Dataset entries
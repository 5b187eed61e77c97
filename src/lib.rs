//! # probe-hub
//!
//! A single-process publish/subscribe hub. Submissions posted to `/data` are fanned out in
//! real time to every client holding an open server-sent events stream on `/events`.
//!
//! ```text
//!  POST /data ──► Hub::publish ──► control loop ──► per-subscriber queue ──► GET /events
//!                                      │
//!                                  Registry
//! ```
//!
//! All registry mutation and dispatch goes through one control loop (see [`hub`]), each
//! stream is served by its own [`session::SubscriberSession`], and [`server::ProbeServer`]
//! wires both to an axum router.
//!
//! ## Quick start
//!
//! ```no_run
//! use probe_hub::{ProbeServer, ServerConfig};
//!
//! # async fn example() -> probe_hub::Result<()> {
//! let server = ProbeServer::new(ServerConfig::default());
//! server.run().await
//! # }
//! ```

pub mod client;
pub mod error;
pub mod hub;
pub mod server;
pub mod session;
pub mod stats;
pub mod wire;

pub use error::{Error, Result};
pub use hub::{DeliveryPolicy, Hub, HubConfig, HubError, Matrix, Message, Payload, SubscriberId};
pub use server::{ProbeServer, ServerConfig};
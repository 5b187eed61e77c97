//! Subscriber streaming session
//!
//! Drives one open stream: register with the hub, forward each delivered message to the
//! transport as an event frame, and unregister when either side goes away.

use std::sync::Arc;
use std::time::Instant;

use crate::error::{Error, Result};
use crate::hub::{Hub, Message, SubscriberId, Subscription};
use crate::stats::SessionStats;
use crate::wire;

use super::sink::EventSink;

/// Why a streaming loop ended
#[derive(Debug, Clone, Copy, PartialEq, Eq)]
pub enum CloseReason {
    /// The peer disconnected or the transport failed
    PeerClosed,
    /// The hub dropped this subscriber's queue (shutdown or slow-consumer disconnect)
    HubClosed,
}

enum Wake {
    Delivered(Arc<Message>),
    Closed(CloseReason),
}

/// One live subscriber stream
pub struct SubscriberSession<S> {
    subscription: Subscription,
    sink: S,
    stats: SessionStats,
}

impl<S: EventSink> SubscriberSession<S> {
    /// Register a new subscriber that writes to `sink`
    ///
    /// Fails with [`Error::StreamingUnsupported`] before any registration happens if the
    /// sink cannot flush frames incrementally.
    pub fn open(hub: &Hub, sink: S) -> Result<Self> {
        if !sink.supports_streaming() {
            tracing::warn!("Rejecting stream: transport cannot flush");
            return Err(Error::StreamingUnsupported);
        }

        let subscription = hub.register()?;
        tracing::debug!(subscriber_id = %subscription.id(), "Subscriber stream opened");

        Ok(Self {
            subscription,
            sink,
            stats: SessionStats::new(),
        })
    }

    /// Identity assigned by the hub
    pub fn id(&self) -> SubscriberId {
        self.subscription.id()
    }

    /// Stream messages until the peer or the hub closes
    ///
    /// The registration is released when this returns, or when the future is dropped.
    pub async fn run(mut self) -> SessionStats {
        let started = Instant::now();

        let reason = loop {
            let wake = tokio::select! {
                delivered = self.subscription.recv() => match delivered {
                    Some(message) => Wake::Delivered(message),
                    None => Wake::Closed(CloseReason::HubClosed),
                },
                () = self.sink.closed() => Wake::Closed(CloseReason::PeerClosed),
            };

            let message = match wake {
                Wake::Delivered(message) => message,
                Wake::Closed(reason) => break reason,
            };

            let frame = match wire::encode_frame(&message) {
                Ok(frame) => frame,
                Err(e) => {
                    self.stats.serialization_failures += 1;
                    tracing::warn!(
                        subscriber_id = %self.id(),
                        label = message.label(),
                        error = %e,
                        "Skipping message"
                    );
                    continue;
                }
            };

            let len = frame.len();
            if self.sink.send_frame(frame).await.is_err() {
                break CloseReason::PeerClosed;
            }
            self.stats.record_frame(len);
        };

        self.stats.duration = started.elapsed();

        tracing::debug!(
            subscriber_id = %self.id(),
            reason = ?reason,
            frames = self.stats.frames_sent,
            bytes = self.stats.bytes_sent,
            "Subscriber stream closed"
        );

        self.stats
    }
}
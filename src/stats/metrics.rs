//! Statistics for the hub and subscriber sessions

use std::time::Duration;

/// Hub-wide counters, maintained by the control loop
#[derive(Debug, Clone, Default, PartialEq, Eq)]
pub struct HubStats {
    /// Subscribers currently registered
    pub active_subscribers: usize,
    /// Registrations since startup
    pub total_registered: u64,
    /// Messages dispatched since startup
    pub messages_published: u64,
    /// Messages handed to subscriber queues since startup
    pub deliveries: u64,
    /// Subscribers removed for not keeping up
    pub slow_disconnects: u64,
}

impl HubStats {
    /// Average number of recipients per published message
    pub fn fan_out(&self) -> f64 {
        if self.messages_published == 0 {
            0.0
        } else {
            self.deliveries as f64 / self.messages_published as f64
        }
    }
}

/// Per-subscriber session statistics
#[derive(Debug, Clone, Default)]
pub struct SessionStats {
    /// Frames written to the transport
    pub frames_sent: u64,
    /// Bytes written to the transport
    pub bytes_sent: u64,
    /// Messages skipped because they failed to serialize
    pub serialization_failures: u64,
    /// How long the session stayed open
    pub duration: Duration,
}

impl SessionStats {
    /// Create new stats tracker
    pub fn new() -> Self {
        Self::default()
    }

    /// Record one written frame
    pub fn record_frame(&mut self, len: usize) {
        self.frames_sent += 1;
        self.bytes_sent += len as u64;
    }
}
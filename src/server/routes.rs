//! HTTP routes
//!
//! `GET /events` opens a subscriber stream, `POST /data` publishes a submission.

use axum::body::{Body, Bytes};
use axum::extract::{DefaultBodyLimit, State};
use axum::http::{header, StatusCode};
use axum::response::{IntoResponse, Response};
use axum::routing::{get, post};
use axum::Router;

use crate::error::Result;
use crate::hub::Hub;
use crate::session::{ChannelSink, SubscriberSession};
use crate::wire::{Submission, EVENT_STREAM_CONTENT_TYPE};

use super::config::ServerConfig;

/// Streaming endpoint path
pub const EVENTS_PATH: &str = "/events";

/// Submission endpoint path
pub const DATA_PATH: &str = "/data";

/// Body returned for an accepted submission
pub const SUBMISSION_ACCEPTED: &str = "Data received successfully";

#[derive(Clone)]
struct AppState {
    hub: Hub,
    sink_buffer: usize,
}

/// Build the router for a hub
pub fn router(hub: Hub, config: &ServerConfig) -> Router {
    let state = AppState {
        hub,
        sink_buffer: config.sink_buffer,
    };

    Router::new()
        .route(EVENTS_PATH, get(events))
        .route(DATA_PATH, post(submit))
        .layer(DefaultBodyLimit::max(config.max_body_bytes))
        .with_state(state)
}

async fn events(State(state): State<AppState>) -> Result<Response> {
    let (sink, body) = ChannelSink::new(state.sink_buffer);
    let session = SubscriberSession::open(&state.hub, sink)?;

    tracing::info!(subscriber_id = %session.id(), "Client connected");
    tokio::spawn(session.run());

    let headers = [
        (header::CONTENT_TYPE, EVENT_STREAM_CONTENT_TYPE),
        (header::CACHE_CONTROL, "no-cache"),
        (header::CONNECTION, "keep-alive"),
        (header::ACCESS_CONTROL_ALLOW_ORIGIN, "*"),
    ];

    Ok((headers, Body::from_stream(body)).into_response())
}

async fn submit(State(state): State<AppState>, body: Bytes) -> Result<(StatusCode, &'static str)> {
    let submission = Submission::decode(&body).inspect_err(|e| {
        tracing::warn!(error = %e, bytes = body.len(), "Rejected submission");
    })?;

    tracing::debug!(
        label = %submission.message,
        rows = submission.matrix.row_count(),
        "Received submission"
    );

    state.hub.publish_message(submission.into_message())?;

    Ok((StatusCode::CREATED, SUBMISSION_ACCEPTED))
}
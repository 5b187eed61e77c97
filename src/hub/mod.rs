//! Broadcast hub
//!
//! One control loop owns the subscriber registry and serializes every registration,
//! deregistration and broadcast. Callers talk to it through the cloneable [`Hub`] handle.
//!
//! # Architecture
//!
//! ```text
//!   Hub::register ─┐
//!   Hub::publish  ─┼──► command queue ──► ControlLoop
//!   Subscription  ─┘    (unbounded)       ┌──────────────────────────────┐
//!     (on drop)                           │ registry: HashMap<Id, Tx>    │
//!                                         └──────────────┬───────────────┘
//!                                                        │ Arc<Message>
//!                        ┌───────────────────────────────┼──────────────┐
//!                        ▼                               ▼              ▼
//!                  [Subscription 0]               [Subscription 1]     ...
//!                  queue.recv()                   queue.recv()
//! ```
//!
//! # Backpressure
//!
//! With [`DeliveryPolicy::Blocking`] a subscriber that stops draining its queue stalls
//! the loop and every command behind it. [`DeliveryPolicy::DisconnectSlow`] drops such
//! subscribers instead.

pub mod config;
mod control;
pub mod error;
mod handle;
pub mod message;
mod registry;
mod subscription;

pub use config::{DeliveryPolicy, HubConfig};
pub use error::HubError;
pub use handle::Hub;
pub use message::{Matrix, Message, Payload, SubscriberId};
pub use subscription::Subscription;
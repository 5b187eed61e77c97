//! Scoped subscriber registration

use std::sync::Arc;

use tokio::sync::mpsc;

use super::handle::Hub;
use super::message::{Message, SubscriberId};

/// A live registration with the hub
///
/// Owns the receiving half of the subscriber's delivery queue. Dropping it unregisters the
/// identity and then releases the queue, whatever the reason the owner stopped.
pub struct Subscription {
    id: SubscriberId,
    events: mpsc::Receiver<Arc<Message>>,
    hub: Hub,
}

impl Subscription {
    pub(super) fn new(id: SubscriberId, events: mpsc::Receiver<Arc<Message>>, hub: Hub) -> Self {
        Self { id, events, hub }
    }

    /// Identity of this subscriber
    pub fn id(&self) -> SubscriberId {
        self.id
    }

    /// Wait for the next message
    ///
    /// Returns `None` once the hub has dropped this subscriber's queue, either on shutdown
    /// or because it was disconnected as a slow consumer.
    pub async fn recv(&mut self) -> Option<Arc<Message>> {
        self.events.recv().await
    }

    /// Take a queued message without waiting
    pub fn try_recv(&mut self) -> Option<Arc<Message>> {
        self.events.try_recv().ok()
    }
}

impl Drop for Subscription {
    fn drop(&mut self) {
        self.hub.unregister(self.id);
    }
}

impl std::fmt::Debug for Subscription {
    fn fmt(&self, f: &mut std::fmt::Formatter<'_>) -> std::fmt::Result {
        f.debug_struct("Subscription")
            .field("id", &self.id)
            .finish_non_exhaustive()
    }
}
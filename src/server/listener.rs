//! Probe server listener
//!
//! Binds the listener, serves the router and owns the hub for the lifetime of the server.

use std::future::Future;
use std::net::SocketAddr;

use axum::Router;
use tokio::net::TcpListener;
use tokio::task::JoinHandle;

use crate::error::Result;
use crate::hub::Hub;
use crate::server::config::{ServerConfig, MIN_STATS_INTERVAL};
use crate::server::routes;

/// Probe server
pub struct ProbeServer {
    config: ServerConfig,
    hub: Hub,
}

impl ProbeServer {
    /// Create a new server and start its hub
    ///
    /// Must be called from within a tokio runtime.
    pub fn new(config: ServerConfig) -> Self {
        let hub = Hub::spawn(config.hub.clone());
        Self { config, hub }
    }

    /// Get a handle to the hub
    pub fn hub(&self) -> &Hub {
        &self.hub
    }

    /// Get the server configuration
    pub fn config(&self) -> &ServerConfig {
        &self.config
    }

    /// Get the bind address
    pub fn bind_addr(&self) -> SocketAddr {
        self.config.bind_addr
    }

    /// Router serving the streaming and submission endpoints
    pub fn router(&self) -> Router {
        routes::router(self.hub.clone(), &self.config)
    }

    /// Run the server
    ///
    /// This method blocks until the server is shut down.
    pub async fn run(&self) -> Result<()> {
        self.run_until(std::future::pending()).await
    }

    /// Run the server with graceful shutdown
    pub async fn run_until<F>(&self, shutdown: F) -> Result<()>
    where
        F: Future<Output = ()> + Send + 'static,
    {
        let listener = TcpListener::bind(self.config.bind_addr).await?;
        self.serve_until(listener, shutdown).await
    }

    /// Serve on an already bound listener until `shutdown` resolves
    ///
    /// On shutdown the hub stops first so every open stream ends and in-flight
    /// connections can drain.
    pub async fn serve_until<F>(&self, listener: TcpListener, shutdown: F) -> Result<()>
    where
        F: Future<Output = ()> + Send + 'static,
    {
        let addr = listener.local_addr()?;
        tracing::info!(addr = %addr, "Probe server listening");

        let stats_handle = self.spawn_stats_task();

        let hub = self.hub.clone();
        let signal = async move {
            shutdown.await;
            tracing::info!("Shutdown signal received");
            hub.shutdown();
        };

        let result = axum::serve(listener, self.router())
            .with_graceful_shutdown(signal)
            .await;

        stats_handle.abort();

        result?;
        tracing::info!(addr = %addr, "Probe server stopped");
        Ok(())
    }

    /// Periodically log hub counters until the hub closes
    fn spawn_stats_task(&self) -> JoinHandle<()> {
        let hub = self.hub.clone();
        // The field is public, so a zero interval can bypass the builder.
        let interval = self.config.stats_interval.max(MIN_STATS_INTERVAL);

        tokio::spawn(async move {
            let mut ticker = tokio::time::interval(interval);
            loop {
                ticker.tick().await;
                let Ok(stats) = hub.stats().await else {
                    break;
                };
                tracing::debug!(
                    subscribers = stats.active_subscribers,
                    published = stats.messages_published,
                    deliveries = stats.deliveries,
                    fan_out = stats.fan_out(),
                    slow_disconnects = stats.slow_disconnects,
                    "Hub stats"
                );
            }
        })
    }
}

#[cfg(test)]
mod tests {
    use std::time::Duration;

    use tokio::sync::oneshot;
    use tokio_test::assert_ok;

    use super::*;

    #[tokio::test]
    async fn test_serve_until_shutdown_stops_hub() {
        let server = ProbeServer::new(ServerConfig::default());
        let hub = server.hub().clone();
        let listener = TcpListener::bind("127.0.0.1:0").await.unwrap();
        let (tx, rx) = oneshot::channel::<()>();

        let mut sub = hub.register().unwrap();
        let handle = tokio::spawn(async move {
            server
                .serve_until(listener, async move {
                    let _ = rx.await;
                })
                .await
        });

        tx.send(()).unwrap();

        assert!(sub.recv().await.is_none());
        let result = tokio::time::timeout(Duration::from_secs(5), handle)
            .await
            .unwrap()
            .unwrap();
        assert!(result.is_ok());
        assert!(hub.is_closed());
    }

    #[tokio::test]
    async fn test_zero_stats_interval_does_not_stop_server() {
        let mut config = ServerConfig::default();
        config.stats_interval = Duration::ZERO;
        let server = ProbeServer::new(config);
        let hub = server.hub().clone();
        let listener = TcpListener::bind("127.0.0.1:0").await.unwrap();
        let (tx, rx) = oneshot::channel::<()>();

        let stats_task = server.spawn_stats_task();
        let handle = tokio::spawn(async move {
            server
                .serve_until(listener, async move {
                    let _ = rx.await;
                })
                .await
        });

        // A panicking stats task would finish on its own first tick
        tokio::time::sleep(Duration::from_millis(50)).await;
        assert!(!stats_task.is_finished());
        assert_ok!(hub.stats().await);

        tx.send(()).unwrap();
        let result = tokio::time::timeout(Duration::from_secs(5), handle)
            .await
            .unwrap()
            .unwrap();
        assert!(result.is_ok());
        assert!(stats_task.await.is_ok());
    }

    #[tokio::test]
    async fn test_bind_addr_from_config() {
        let addr: SocketAddr = "127.0.0.1:18081".parse().unwrap();
        let server = ProbeServer::new(ServerConfig::with_addr(addr));

        assert_eq!(server.bind_addr(), addr);
        assert_eq!(server.config().bind_addr, addr);
    }
}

Work instructions: Nothing but the lines from the first line of the data through the line with "the transport failed" should be returned, exactly as they appear, both ends included.

Task answer:
repository 5b187eed61e77c97
filename src/lib.rs
//! # probe-hub
//!
//! A single-process publish/subscribe hub. Submissions posted to `/data` are fanned out in
//! real time to every client holding an open server-sent events stream on `/events`.
//!
//! ```text
//!  POST /data ──► Hub::publish ──► control loop ──► per-subscriber queue ──► GET /events
//!                                      │
//!                                  Registry
//! ```
//!
//! All registry mutation and dispatch goes through one control loop (see [`hub`]), each
//! stream is served by its own [`session::SubscriberSession`], and [`server::ProbeServer`]
//! wires both to an axum router.
//!
//! ## Quick start
//!
//! ```no_run
//! use probe_hub::{ProbeServer, ServerConfig};
//!
//! # async fn example() -> probe_hub::Result<()> {
//! let server = ProbeServer::new(ServerConfig::default());
//! server.run().await
//! # }
//! ```

pub mod client;
pub mod error;
pub mod hub;
pub mod server;
pub mod session;
pub mod stats;
pub mod wire;

pub use error::{Error, Result};
pub use hub::{DeliveryPolicy, Hub, HubConfig, HubError, Matrix, Message, Payload, SubscriberId};
pub use server::{ProbeServer, ServerConfig};
repository 5b187eed61e77c97
//! Subscriber streaming session
//!
//! Drives one open stream: register with the hub, forward each delivered message to the
//! transport as an event frame, and unregister when either side goes away.

use std::sync::Arc;
use std::time::Instant;

use crate::error::{Error, Result};
use crate::hub::{Hub, Message, SubscriberId, Subscription};
use crate::stats::SessionStats;
use crate::wire;

use super::sink::EventSink;

/// Why a streaming loop ended
#[derive(Debug, Clone, Copy, PartialEq, Eq)]
pub enum CloseReason {
    /// The peer disconnected or the transport failed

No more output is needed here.